What you need to do:
In the records below, find each line with "KeyringStorage" and copy it.

***

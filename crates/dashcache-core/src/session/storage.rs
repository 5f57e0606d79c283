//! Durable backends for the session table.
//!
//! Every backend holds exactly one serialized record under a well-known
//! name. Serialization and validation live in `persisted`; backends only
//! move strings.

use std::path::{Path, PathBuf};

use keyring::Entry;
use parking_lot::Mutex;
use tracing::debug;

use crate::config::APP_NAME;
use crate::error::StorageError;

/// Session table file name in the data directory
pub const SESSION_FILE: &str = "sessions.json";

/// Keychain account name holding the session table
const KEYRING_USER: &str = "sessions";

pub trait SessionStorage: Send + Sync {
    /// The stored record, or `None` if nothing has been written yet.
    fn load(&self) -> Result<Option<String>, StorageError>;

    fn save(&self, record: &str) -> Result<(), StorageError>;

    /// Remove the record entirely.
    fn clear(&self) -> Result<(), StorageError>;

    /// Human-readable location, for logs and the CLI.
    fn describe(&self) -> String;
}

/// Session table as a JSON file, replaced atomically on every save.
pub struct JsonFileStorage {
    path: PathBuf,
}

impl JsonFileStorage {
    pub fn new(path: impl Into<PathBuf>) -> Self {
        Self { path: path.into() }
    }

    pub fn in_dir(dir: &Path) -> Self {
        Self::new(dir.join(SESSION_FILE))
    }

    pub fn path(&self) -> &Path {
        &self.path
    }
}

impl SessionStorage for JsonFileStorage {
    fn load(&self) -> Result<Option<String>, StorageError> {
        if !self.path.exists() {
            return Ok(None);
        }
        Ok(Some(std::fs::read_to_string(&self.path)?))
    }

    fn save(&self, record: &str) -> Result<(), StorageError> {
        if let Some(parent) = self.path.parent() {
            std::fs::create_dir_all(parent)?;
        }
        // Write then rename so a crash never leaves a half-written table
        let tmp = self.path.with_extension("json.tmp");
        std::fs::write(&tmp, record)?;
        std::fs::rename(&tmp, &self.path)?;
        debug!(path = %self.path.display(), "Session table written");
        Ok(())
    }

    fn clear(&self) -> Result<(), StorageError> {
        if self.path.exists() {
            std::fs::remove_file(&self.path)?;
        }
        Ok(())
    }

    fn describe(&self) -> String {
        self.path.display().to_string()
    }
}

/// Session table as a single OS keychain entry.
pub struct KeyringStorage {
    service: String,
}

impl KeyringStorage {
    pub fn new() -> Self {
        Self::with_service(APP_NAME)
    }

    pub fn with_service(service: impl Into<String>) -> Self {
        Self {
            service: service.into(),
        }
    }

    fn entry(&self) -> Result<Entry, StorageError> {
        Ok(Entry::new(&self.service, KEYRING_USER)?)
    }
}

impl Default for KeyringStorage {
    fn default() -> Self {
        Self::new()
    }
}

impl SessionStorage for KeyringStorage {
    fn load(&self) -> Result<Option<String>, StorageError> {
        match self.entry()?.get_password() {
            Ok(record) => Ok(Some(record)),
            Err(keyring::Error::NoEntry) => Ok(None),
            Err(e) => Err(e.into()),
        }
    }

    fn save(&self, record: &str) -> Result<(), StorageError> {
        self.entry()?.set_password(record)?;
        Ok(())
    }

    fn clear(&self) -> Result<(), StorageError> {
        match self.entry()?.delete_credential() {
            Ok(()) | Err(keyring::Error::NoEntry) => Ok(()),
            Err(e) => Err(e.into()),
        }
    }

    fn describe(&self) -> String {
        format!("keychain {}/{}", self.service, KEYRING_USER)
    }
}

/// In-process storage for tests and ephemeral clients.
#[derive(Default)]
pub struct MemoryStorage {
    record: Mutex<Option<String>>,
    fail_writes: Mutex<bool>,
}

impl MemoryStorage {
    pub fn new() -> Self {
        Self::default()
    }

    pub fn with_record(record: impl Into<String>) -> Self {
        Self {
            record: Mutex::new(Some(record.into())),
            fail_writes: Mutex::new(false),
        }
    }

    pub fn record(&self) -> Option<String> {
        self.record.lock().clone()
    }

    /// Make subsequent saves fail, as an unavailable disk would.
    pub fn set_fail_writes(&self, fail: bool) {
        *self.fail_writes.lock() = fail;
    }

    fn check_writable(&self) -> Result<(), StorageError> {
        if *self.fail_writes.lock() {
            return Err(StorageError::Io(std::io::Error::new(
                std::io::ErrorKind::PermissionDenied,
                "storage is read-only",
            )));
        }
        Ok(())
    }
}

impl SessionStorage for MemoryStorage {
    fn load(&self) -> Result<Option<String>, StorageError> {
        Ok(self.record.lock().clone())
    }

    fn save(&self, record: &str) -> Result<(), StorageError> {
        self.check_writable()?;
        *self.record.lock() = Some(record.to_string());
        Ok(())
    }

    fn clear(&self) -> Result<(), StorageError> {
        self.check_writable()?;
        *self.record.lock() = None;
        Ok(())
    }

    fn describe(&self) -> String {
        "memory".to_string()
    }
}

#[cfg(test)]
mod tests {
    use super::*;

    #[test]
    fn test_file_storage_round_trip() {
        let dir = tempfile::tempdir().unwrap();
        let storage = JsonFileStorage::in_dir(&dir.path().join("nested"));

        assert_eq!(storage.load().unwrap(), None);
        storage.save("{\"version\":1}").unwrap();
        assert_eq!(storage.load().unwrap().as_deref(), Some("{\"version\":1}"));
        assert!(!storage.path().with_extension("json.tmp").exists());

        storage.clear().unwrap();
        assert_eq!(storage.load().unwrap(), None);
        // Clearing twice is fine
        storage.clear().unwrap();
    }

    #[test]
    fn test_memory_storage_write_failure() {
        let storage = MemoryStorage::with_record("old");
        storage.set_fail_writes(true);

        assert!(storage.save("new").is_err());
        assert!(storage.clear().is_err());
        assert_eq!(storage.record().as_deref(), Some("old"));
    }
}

***

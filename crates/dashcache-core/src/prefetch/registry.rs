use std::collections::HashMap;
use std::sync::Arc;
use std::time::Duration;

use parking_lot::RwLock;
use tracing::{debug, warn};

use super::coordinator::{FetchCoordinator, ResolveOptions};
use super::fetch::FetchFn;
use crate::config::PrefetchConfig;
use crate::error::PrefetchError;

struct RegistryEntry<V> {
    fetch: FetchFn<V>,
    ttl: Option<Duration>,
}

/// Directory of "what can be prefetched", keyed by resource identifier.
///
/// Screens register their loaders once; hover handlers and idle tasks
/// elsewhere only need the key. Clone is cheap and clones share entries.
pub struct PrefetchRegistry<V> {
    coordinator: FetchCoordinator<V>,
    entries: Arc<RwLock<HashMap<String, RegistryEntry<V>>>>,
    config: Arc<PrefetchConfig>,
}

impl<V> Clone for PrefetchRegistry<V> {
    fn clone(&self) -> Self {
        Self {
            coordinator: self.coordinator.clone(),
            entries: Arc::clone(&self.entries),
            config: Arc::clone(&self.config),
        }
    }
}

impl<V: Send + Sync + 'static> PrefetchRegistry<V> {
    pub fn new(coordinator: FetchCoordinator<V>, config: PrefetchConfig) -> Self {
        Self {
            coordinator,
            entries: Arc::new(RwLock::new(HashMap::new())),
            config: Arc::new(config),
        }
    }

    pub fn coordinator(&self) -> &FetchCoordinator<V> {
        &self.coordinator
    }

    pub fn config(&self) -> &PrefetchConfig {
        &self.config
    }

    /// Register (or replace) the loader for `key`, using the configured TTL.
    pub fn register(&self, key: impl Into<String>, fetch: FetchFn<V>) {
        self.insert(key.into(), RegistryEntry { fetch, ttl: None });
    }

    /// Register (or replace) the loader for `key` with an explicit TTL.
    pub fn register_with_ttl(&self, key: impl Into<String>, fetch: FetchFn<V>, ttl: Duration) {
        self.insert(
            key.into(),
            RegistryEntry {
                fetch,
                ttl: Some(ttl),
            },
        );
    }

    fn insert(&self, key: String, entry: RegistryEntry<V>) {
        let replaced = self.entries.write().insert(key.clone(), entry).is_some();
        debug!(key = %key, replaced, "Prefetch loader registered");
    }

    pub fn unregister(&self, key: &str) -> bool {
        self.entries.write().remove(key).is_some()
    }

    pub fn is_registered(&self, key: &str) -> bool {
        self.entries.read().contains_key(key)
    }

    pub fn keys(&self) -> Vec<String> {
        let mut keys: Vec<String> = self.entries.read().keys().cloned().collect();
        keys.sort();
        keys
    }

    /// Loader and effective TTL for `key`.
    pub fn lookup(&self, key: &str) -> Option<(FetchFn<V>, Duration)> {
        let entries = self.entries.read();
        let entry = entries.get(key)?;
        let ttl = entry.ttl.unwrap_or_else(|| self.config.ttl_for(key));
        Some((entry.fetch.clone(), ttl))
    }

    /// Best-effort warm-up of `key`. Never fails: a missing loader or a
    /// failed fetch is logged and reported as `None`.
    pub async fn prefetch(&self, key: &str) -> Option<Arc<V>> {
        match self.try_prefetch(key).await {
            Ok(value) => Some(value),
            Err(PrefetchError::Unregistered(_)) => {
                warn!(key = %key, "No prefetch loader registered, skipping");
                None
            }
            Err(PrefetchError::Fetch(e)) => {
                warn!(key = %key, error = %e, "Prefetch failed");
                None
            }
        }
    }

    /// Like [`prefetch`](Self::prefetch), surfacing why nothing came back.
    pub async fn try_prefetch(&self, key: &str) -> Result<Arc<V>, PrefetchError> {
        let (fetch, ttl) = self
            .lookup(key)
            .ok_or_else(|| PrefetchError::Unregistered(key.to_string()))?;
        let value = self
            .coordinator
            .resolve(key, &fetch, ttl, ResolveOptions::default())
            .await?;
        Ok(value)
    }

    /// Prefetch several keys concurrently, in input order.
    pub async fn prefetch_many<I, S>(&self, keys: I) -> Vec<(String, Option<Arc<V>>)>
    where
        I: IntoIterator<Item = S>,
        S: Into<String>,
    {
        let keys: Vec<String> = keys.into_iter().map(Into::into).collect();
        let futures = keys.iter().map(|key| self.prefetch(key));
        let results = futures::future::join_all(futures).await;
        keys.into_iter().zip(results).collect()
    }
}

***

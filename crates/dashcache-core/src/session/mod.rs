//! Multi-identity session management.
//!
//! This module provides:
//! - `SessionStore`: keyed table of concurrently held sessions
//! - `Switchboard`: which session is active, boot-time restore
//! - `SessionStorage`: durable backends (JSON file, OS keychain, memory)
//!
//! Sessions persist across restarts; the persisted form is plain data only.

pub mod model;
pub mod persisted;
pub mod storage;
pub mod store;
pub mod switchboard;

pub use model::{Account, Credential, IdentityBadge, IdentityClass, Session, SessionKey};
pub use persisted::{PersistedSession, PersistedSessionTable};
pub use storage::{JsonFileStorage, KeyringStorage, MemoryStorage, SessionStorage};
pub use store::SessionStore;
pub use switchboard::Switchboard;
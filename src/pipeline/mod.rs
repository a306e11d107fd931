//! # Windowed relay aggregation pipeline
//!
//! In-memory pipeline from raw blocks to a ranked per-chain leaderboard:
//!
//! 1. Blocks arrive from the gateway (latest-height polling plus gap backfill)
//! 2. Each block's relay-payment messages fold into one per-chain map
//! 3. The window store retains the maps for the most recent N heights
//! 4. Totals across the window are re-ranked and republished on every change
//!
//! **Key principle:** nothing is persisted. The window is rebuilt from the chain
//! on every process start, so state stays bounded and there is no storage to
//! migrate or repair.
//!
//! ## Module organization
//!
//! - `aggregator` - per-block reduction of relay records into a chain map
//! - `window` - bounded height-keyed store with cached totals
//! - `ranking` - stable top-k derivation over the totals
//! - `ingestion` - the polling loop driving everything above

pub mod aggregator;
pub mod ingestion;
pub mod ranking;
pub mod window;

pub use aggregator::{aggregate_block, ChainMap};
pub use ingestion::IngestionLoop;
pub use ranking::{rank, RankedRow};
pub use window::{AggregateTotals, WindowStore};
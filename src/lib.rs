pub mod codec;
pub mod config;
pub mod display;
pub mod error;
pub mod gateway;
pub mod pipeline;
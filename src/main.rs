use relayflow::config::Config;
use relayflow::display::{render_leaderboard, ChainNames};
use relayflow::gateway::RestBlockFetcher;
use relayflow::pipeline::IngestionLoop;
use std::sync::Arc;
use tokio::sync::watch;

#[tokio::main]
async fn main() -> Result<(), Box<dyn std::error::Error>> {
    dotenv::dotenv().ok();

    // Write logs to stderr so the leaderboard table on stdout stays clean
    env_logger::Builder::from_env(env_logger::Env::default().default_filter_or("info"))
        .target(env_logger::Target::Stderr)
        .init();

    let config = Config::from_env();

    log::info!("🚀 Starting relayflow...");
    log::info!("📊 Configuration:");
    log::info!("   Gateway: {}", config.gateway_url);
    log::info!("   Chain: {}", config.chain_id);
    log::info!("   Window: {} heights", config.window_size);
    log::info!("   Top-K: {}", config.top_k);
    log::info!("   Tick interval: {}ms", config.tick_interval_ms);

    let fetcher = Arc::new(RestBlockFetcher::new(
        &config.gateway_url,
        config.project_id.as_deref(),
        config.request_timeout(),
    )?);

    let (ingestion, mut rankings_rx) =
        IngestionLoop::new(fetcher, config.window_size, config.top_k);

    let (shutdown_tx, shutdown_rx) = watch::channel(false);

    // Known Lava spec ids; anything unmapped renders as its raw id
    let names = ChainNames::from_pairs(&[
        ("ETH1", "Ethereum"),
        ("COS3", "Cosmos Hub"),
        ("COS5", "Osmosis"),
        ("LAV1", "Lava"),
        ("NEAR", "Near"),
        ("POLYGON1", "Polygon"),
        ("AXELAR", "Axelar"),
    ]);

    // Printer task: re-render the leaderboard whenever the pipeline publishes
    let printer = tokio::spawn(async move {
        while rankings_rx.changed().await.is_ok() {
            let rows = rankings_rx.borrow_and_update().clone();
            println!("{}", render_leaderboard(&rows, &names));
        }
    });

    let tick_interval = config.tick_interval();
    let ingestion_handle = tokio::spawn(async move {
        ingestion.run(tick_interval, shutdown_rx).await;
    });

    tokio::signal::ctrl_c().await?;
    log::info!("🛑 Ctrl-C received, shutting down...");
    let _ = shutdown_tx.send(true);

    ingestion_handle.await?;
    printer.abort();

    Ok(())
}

***

Your solution:
pub struct KeyringStorage {
impl KeyringStorage {
impl Default for KeyringStorage {
impl SessionStorage for KeyringStorage {
pub use storage::{JsonFileStorage, KeyringStorage, MemoryStorage, SessionStorage};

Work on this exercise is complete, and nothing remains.